- **Problem**: Every line containing "Result" should be copied out. Go through the entries and find them.

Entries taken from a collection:
use crate::{
    apply_block_rewards, BlockExecutionError, GasPool, Message, MessageContext, MessageExecutor,
    MessageOutcome,
};
use emerald_chainspec::{ChainSpec, DifficultyAlgorithm};
use emerald_primitives::{
    constants::{TX_CREATE_GAS, TX_DATA_NONZERO_GAS, TX_DATA_ZERO_GAS, TX_GAS},
    Log, Receipt, ReceiptOutcome, SealedBlock, SignatureError, TransactionSigned,
};
use emerald_state::State;
use std::sync::Arc;
use tracing::trace;

/// Everything `process` produces for one block.
#[derive(Debug, Clone)]
pub struct ProcessOutput {
    /// One receipt per transaction, in order.
    pub receipts: Vec<Receipt>,
    /// All logs of the block with block-scoped fields filled.
    pub logs: Vec<Log>,
    /// Total gas used by the block.
    pub gas_used: u64,
}

/// Executes the transactions of a block against a world state and
/// accumulates rewards.
#[derive(Debug, Clone)]
pub struct StateProcessor {
    spec: Arc<ChainSpec>,
    evm: Arc<dyn MessageExecutor>,
}

impl StateProcessor {
    /// Creates a processor driving `evm`.
    pub fn new(spec: Arc<ChainSpec>, evm: Arc<dyn MessageExecutor>) -> Self {
        Self { spec, evm }
    }

    /// The chain spec this processor runs under.
    pub fn spec(&self) -> &Arc<ChainSpec> {
        &self.spec
    }

    /// Runs every transaction of `block` in order against `state`, then
    /// applies the block rewards.
    ///
    /// The caller validates the produced gas total, receipts and state root
    /// against the header afterwards.
    pub fn process(
        &self,
        block: &SealedBlock,
        state: &mut State,
    ) -> Result<ProcessOutput, BlockExecutionError> {
        let mut gas_pool = GasPool::new(block.gas_limit);
        let mut cumulative_gas_used = 0u64;
        let mut receipts = Vec::with_capacity(block.body.len());
        let mut logs = Vec::new();
        let mut log_index = 0u64;

        let ctx = MessageContext {
            gas_table: self.spec.gas_table(block.number),
            block_number: block.number,
        };

        for (index, tx) in block.body.iter().enumerate() {
            state.set_tx_context(tx.hash(), block.hash(), index as u64);
            let gas_used =
                self.apply_transaction(block, state, &mut gas_pool, &ctx, tx)?;
            cumulative_gas_used += gas_used;

            let mut tx_logs = state.logs_for(&tx.hash());
            for log in &mut tx_logs {
                log.block_number = block.number;
                log.log_index = log_index;
                log_index += 1;
            }

            receipts.push(Receipt {
                // this chain family never schedules the status change, so
                // receipts carry the intermediate root
                outcome: ReceiptOutcome::StateRoot(state.intermediate_root()),
                cumulative_gas_used,
                logs: tx_logs.clone(),
            });
            logs.extend(tx_logs);
            trace!(
                target: "executor",
                tx = %tx.hash(),
                index,
                gas_used,
                cumulative_gas_used,
                "executed transaction"
            );
        }

        apply_block_rewards(&self.spec, state, block.header.header(), &block.ommers)?;
        Ok(ProcessOutput { receipts, logs, gas_used: cumulative_gas_used })
    }

    /// Runs one transaction: scheme checks, gas purchase, message execution,
    /// refunds. Returns the gas the transaction used.
    fn apply_transaction(
        &self,
        block: &SealedBlock,
        state: &mut State,
        gas_pool: &mut GasPool,
        ctx: &MessageContext,
        tx: &TransactionSigned,
    ) -> Result<u64, BlockExecutionError> {
        let signer = self.spec.signer(block.number);
        let sender = signer.recover(tx).map_err(|err| match err {
            SignatureError::ChainIdMismatch { embedded, configured } => {
                BlockExecutionError::InvalidChainId { tx: tx.hash(), embedded, configured }
            }
            SignatureError::UnexpectedProtection => BlockExecutionError::InvalidChainId {
                tx: tx.hash(),
                embedded: tx.chain_id().unwrap_or_default(),
                configured: 0,
            },
            source => BlockExecutionError::SenderRecovery { tx: tx.hash(), source },
        })?;

        let account_nonce = state.nonce(&sender);
        if account_nonce != tx.transaction.nonce {
            return Err(BlockExecutionError::InvalidNonce {
                tx: tx.hash(),
                nonce: (tx.transaction.nonce, account_nonce).into(),
            });
        }

        // buy gas: debit the full purchase up front, take it from the pool
        let gas_cost = tx.transaction.gas_price * emerald_primitives::U256::from(tx.transaction.gas_limit);
        let balance = state.balance(&sender);
        if balance < gas_cost {
            return Err(BlockExecutionError::InsufficientBalanceForGas {
                tx: tx.hash(),
                address: sender,
                have: balance,
                want: gas_cost,
            });
        }
        state.sub_balance(sender, gas_cost)?;
        gas_pool.sub_gas(tx.transaction.gas_limit, tx.hash())?;

        let intrinsic = intrinsic_gas(tx, self.homestead_rules(block.number));
        if tx.transaction.gas_limit < intrinsic {
            return Err(BlockExecutionError::IntrinsicGas {
                tx: tx.hash(),
                gas_limit: tx.transaction.gas_limit,
                required: intrinsic,
            });
        }

        if !tx.is_contract_creation() {
            state.set_nonce(sender, account_nonce + 1);
        }

        let message = Message {
            caller: sender,
            kind: tx.transaction.to,
            value: tx.transaction.value,
            input: tx.transaction.input.clone(),
            gas: tx.transaction.gas_limit - intrinsic,
            gas_price: tx.transaction.gas_price,
        };
        let MessageOutcome { gas_left, failed, .. } =
            self.evm.execute(state, &message, ctx)?;
        if failed {
            trace!(target: "executor", tx = %tx.hash(), "message execution failed");
        }

        // refund counter, capped at half the gas actually used
        let mut gas_left = gas_left;
        let used = tx.transaction.gas_limit - gas_left;
        let refund = state.refund().min(used / 2);
        gas_left += refund;

        state.add_balance(
            sender,
            tx.transaction.gas_price * emerald_primitives::U256::from(gas_left),
        )?;
        gas_pool.add_gas(gas_left);

        let gas_used = tx.transaction.gas_limit - gas_left;
        state.add_balance(
            block.beneficiary,
            tx.transaction.gas_price * emerald_primitives::U256::from(gas_used),
        )?;
        Ok(gas_used)
    }

    /// Homestead transaction rules apply once any non-frontier difficulty
    /// algorithm is configured.
    fn homestead_rules(&self, number: u64) -> bool {
        self.spec.difficulty_algorithm(number) != DifficultyAlgorithm::Frontier
    }
}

- **Completed task**:
    ) -> Result<ProcessOutput, BlockExecutionError> {
    ) -> Result<u64, BlockExecutionError> {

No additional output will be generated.